Stored data entries
────────────────────
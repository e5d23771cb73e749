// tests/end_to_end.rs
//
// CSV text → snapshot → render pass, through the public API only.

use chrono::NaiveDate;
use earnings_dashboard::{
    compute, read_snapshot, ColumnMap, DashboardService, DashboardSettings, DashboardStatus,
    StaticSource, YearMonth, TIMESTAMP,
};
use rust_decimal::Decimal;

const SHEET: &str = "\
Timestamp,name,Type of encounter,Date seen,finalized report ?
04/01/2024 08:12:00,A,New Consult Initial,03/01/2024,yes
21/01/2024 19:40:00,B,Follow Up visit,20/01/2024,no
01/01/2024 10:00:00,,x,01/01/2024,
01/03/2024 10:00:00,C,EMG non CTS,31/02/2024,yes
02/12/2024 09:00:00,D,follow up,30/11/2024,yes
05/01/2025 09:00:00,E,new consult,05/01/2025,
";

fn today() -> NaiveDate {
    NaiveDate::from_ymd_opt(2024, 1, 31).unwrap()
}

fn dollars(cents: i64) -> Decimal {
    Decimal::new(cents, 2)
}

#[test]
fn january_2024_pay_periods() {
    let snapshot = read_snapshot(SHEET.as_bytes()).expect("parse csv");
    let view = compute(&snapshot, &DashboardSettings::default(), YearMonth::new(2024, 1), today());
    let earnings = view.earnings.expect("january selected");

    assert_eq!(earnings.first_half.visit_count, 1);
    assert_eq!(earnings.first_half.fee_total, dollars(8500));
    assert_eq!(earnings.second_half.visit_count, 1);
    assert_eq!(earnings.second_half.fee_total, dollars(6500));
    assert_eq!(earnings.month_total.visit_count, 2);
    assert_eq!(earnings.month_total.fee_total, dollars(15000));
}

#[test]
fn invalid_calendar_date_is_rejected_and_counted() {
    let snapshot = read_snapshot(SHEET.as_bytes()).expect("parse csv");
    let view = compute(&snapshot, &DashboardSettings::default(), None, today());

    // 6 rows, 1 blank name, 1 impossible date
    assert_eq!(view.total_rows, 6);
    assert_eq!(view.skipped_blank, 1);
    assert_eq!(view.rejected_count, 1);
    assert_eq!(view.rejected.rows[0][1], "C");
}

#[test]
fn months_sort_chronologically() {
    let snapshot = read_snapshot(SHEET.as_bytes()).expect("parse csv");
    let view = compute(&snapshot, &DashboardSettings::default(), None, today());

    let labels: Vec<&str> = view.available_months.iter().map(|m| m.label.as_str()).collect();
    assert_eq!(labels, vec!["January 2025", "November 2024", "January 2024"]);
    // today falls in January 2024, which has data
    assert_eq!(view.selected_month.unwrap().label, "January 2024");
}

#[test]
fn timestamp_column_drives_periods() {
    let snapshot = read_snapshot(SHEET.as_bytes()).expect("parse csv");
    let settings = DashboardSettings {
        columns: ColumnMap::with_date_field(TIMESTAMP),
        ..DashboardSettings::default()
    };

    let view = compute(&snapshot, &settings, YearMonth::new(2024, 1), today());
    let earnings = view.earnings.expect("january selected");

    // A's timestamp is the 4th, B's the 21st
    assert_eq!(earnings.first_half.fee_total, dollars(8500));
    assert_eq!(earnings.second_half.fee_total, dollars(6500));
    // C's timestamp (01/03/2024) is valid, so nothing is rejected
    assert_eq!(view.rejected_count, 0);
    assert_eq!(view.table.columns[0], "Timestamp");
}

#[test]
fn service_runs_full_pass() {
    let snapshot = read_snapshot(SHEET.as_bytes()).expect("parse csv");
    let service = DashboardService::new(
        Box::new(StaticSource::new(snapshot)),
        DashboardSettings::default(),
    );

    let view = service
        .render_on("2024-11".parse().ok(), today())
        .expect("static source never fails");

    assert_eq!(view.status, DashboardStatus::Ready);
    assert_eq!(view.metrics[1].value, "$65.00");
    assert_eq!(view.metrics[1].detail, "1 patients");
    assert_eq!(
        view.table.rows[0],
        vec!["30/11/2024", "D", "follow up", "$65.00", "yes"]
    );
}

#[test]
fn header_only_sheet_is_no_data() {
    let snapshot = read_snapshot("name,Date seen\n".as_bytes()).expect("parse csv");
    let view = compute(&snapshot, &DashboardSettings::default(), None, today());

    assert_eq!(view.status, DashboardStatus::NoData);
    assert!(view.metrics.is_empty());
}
────────────────────
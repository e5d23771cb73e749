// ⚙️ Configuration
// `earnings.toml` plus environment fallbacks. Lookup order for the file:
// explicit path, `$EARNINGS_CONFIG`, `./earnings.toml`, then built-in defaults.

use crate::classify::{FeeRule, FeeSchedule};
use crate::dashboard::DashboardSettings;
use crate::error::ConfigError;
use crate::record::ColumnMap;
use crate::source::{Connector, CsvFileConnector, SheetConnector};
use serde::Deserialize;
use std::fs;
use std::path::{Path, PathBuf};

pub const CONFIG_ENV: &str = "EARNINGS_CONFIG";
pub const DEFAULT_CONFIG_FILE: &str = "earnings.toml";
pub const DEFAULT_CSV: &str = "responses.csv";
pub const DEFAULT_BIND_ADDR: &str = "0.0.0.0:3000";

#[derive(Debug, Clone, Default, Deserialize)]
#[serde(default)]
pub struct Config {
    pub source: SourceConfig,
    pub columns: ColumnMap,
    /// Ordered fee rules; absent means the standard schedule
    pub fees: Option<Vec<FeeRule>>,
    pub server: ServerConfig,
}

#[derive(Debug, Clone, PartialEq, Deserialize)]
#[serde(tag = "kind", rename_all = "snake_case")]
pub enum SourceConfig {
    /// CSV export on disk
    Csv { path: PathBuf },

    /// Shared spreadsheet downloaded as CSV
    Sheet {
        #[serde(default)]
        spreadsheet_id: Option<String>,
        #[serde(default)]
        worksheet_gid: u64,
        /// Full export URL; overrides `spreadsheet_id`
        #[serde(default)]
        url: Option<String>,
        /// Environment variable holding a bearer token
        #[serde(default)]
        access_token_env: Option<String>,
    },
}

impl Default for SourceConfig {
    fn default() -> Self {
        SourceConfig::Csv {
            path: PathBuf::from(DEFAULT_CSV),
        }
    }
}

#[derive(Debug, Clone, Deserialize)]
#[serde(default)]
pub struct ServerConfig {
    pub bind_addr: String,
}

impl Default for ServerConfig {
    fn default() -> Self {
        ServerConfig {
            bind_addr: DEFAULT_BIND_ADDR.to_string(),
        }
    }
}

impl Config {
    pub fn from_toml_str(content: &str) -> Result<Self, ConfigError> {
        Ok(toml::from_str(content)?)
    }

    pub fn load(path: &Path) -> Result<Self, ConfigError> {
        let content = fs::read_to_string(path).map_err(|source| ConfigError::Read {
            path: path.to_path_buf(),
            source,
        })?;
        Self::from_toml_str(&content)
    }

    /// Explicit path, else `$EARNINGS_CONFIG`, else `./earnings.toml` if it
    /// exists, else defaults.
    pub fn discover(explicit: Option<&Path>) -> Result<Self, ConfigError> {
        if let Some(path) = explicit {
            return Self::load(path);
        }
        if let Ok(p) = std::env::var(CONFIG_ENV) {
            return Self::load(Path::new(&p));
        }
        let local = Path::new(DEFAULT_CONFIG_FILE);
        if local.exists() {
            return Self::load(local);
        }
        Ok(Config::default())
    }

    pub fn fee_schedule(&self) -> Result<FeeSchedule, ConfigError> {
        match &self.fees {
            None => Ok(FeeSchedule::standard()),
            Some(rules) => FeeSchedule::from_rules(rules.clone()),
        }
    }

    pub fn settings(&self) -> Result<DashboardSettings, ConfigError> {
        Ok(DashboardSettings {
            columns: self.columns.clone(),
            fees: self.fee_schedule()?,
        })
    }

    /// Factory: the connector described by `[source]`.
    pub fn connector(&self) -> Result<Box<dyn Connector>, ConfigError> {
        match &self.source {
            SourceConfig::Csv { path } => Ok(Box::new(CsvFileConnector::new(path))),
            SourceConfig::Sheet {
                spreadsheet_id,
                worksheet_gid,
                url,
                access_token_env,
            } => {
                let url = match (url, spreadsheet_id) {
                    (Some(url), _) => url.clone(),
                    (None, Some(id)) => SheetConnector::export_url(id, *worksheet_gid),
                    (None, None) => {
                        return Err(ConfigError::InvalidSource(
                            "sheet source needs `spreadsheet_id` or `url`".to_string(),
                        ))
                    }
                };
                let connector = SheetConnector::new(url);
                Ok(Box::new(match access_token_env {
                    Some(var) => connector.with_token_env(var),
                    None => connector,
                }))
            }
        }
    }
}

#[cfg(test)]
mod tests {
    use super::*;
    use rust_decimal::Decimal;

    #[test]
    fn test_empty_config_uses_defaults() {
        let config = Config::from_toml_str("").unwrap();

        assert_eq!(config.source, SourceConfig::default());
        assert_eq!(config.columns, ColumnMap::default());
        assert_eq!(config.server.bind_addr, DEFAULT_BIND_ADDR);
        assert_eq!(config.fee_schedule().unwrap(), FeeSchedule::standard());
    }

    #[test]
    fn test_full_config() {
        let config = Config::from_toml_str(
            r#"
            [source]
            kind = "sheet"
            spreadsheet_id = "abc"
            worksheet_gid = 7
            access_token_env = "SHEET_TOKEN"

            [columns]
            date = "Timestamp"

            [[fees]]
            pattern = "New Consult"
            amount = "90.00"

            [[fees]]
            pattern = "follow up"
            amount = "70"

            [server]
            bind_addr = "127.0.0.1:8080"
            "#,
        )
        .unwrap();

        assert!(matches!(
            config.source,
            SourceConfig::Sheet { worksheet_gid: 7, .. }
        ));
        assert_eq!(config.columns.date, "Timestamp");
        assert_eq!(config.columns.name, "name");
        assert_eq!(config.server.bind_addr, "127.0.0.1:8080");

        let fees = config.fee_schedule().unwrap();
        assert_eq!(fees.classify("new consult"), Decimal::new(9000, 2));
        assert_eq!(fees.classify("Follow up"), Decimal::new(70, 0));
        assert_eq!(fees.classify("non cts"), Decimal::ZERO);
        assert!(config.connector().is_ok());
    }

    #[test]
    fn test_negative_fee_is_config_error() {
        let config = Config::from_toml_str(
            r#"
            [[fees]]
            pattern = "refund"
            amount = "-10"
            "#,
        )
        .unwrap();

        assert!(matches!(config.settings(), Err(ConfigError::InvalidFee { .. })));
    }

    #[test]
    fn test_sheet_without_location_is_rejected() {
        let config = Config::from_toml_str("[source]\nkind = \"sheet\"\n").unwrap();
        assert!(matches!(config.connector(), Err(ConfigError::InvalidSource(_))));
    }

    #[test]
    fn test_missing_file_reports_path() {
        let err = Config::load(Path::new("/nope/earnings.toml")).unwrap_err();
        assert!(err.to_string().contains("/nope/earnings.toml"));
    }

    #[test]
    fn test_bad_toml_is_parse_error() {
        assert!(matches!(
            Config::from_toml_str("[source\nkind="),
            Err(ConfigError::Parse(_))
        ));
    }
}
────────────────────
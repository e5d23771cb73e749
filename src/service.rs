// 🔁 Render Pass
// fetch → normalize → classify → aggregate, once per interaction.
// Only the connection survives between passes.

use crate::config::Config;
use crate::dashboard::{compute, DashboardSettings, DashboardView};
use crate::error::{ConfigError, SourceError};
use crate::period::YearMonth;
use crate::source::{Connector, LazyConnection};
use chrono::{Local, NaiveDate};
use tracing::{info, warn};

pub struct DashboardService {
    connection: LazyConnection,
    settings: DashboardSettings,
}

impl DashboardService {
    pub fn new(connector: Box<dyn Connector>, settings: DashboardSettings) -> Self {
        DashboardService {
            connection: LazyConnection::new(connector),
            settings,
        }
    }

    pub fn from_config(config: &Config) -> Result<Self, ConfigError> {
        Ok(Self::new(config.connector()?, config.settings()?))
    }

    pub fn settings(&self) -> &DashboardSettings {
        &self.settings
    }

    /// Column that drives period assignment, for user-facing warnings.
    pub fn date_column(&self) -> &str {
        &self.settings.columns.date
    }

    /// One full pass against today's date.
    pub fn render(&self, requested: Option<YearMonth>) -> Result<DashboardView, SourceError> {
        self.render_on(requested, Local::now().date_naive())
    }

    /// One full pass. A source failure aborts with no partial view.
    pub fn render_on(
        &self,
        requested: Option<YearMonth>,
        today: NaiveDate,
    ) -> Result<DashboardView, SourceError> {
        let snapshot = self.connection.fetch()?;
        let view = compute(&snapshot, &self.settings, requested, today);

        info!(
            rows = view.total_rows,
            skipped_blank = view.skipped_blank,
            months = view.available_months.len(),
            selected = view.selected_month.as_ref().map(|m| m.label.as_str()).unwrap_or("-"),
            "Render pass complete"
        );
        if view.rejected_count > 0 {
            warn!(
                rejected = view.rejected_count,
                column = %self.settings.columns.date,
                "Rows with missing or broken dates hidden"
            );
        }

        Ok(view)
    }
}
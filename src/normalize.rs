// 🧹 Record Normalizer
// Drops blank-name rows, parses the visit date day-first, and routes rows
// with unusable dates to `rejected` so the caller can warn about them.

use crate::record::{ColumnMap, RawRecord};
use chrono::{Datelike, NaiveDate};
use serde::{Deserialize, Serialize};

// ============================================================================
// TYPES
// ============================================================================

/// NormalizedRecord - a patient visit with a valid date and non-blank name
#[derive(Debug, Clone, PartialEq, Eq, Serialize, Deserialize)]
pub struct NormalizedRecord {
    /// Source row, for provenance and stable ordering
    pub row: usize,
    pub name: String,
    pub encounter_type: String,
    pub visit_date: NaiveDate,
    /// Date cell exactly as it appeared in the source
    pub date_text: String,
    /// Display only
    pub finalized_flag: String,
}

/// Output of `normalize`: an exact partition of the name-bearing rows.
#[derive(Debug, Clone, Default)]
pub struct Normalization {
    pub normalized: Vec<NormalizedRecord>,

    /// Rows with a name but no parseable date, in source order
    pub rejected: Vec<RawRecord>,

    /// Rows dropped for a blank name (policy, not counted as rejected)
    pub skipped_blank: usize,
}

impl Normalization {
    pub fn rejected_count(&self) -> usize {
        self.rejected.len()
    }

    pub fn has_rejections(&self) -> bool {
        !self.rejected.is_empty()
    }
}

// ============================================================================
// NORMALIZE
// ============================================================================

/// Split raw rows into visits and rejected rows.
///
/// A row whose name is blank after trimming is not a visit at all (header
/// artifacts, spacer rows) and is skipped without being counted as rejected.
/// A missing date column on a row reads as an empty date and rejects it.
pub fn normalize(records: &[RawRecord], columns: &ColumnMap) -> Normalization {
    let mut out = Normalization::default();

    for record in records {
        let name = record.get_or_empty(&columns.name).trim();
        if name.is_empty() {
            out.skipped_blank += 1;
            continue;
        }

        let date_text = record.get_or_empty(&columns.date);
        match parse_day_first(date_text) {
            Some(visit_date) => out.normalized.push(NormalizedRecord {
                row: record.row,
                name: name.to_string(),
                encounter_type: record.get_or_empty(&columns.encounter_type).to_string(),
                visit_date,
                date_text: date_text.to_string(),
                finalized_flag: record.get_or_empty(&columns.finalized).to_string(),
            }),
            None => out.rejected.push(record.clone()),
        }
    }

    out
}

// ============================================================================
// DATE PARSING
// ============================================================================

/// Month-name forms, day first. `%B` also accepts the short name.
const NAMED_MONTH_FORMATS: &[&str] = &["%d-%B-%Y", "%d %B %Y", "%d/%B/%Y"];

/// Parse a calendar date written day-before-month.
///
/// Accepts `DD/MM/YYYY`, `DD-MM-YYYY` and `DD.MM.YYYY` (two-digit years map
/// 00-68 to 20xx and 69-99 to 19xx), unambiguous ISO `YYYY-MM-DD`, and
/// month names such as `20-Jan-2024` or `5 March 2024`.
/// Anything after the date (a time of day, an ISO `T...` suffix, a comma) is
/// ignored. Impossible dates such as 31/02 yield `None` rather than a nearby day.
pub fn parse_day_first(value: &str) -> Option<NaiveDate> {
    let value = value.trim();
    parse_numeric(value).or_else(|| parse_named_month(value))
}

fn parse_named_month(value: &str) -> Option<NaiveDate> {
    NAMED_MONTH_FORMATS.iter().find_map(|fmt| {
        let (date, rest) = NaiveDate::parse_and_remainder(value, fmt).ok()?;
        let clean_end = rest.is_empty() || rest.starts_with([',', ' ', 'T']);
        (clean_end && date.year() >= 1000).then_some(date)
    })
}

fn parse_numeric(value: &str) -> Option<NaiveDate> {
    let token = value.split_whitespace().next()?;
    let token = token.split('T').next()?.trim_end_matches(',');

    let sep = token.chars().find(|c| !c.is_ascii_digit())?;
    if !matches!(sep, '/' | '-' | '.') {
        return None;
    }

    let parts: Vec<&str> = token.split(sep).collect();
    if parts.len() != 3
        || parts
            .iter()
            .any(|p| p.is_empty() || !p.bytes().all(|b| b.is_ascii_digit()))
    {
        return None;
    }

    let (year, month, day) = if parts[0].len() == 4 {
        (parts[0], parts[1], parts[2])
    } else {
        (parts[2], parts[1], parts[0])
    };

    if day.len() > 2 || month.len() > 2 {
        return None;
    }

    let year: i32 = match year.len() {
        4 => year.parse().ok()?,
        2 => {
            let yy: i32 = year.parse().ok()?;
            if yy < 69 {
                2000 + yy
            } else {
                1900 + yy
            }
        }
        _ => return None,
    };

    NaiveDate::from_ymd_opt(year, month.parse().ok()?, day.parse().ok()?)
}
────────────────────
### YOUR OBJECTIVE
A word-for-word copy of the lines above from the one with "use super::*;" through the one with "assert_eq!(config.columns, ColumnMap::default());", inclusive, is the only output wanted.

### ANSWER SECTION
    use super::*;
    use rust_decimal::Decimal;

    #[test]
    fn test_empty_config_uses_defaults() {
        let config = Config::from_toml_str("").unwrap();

        assert_eq!(config.source, SourceConfig::default());
        assert_eq!(config.columns, ColumnMap::default());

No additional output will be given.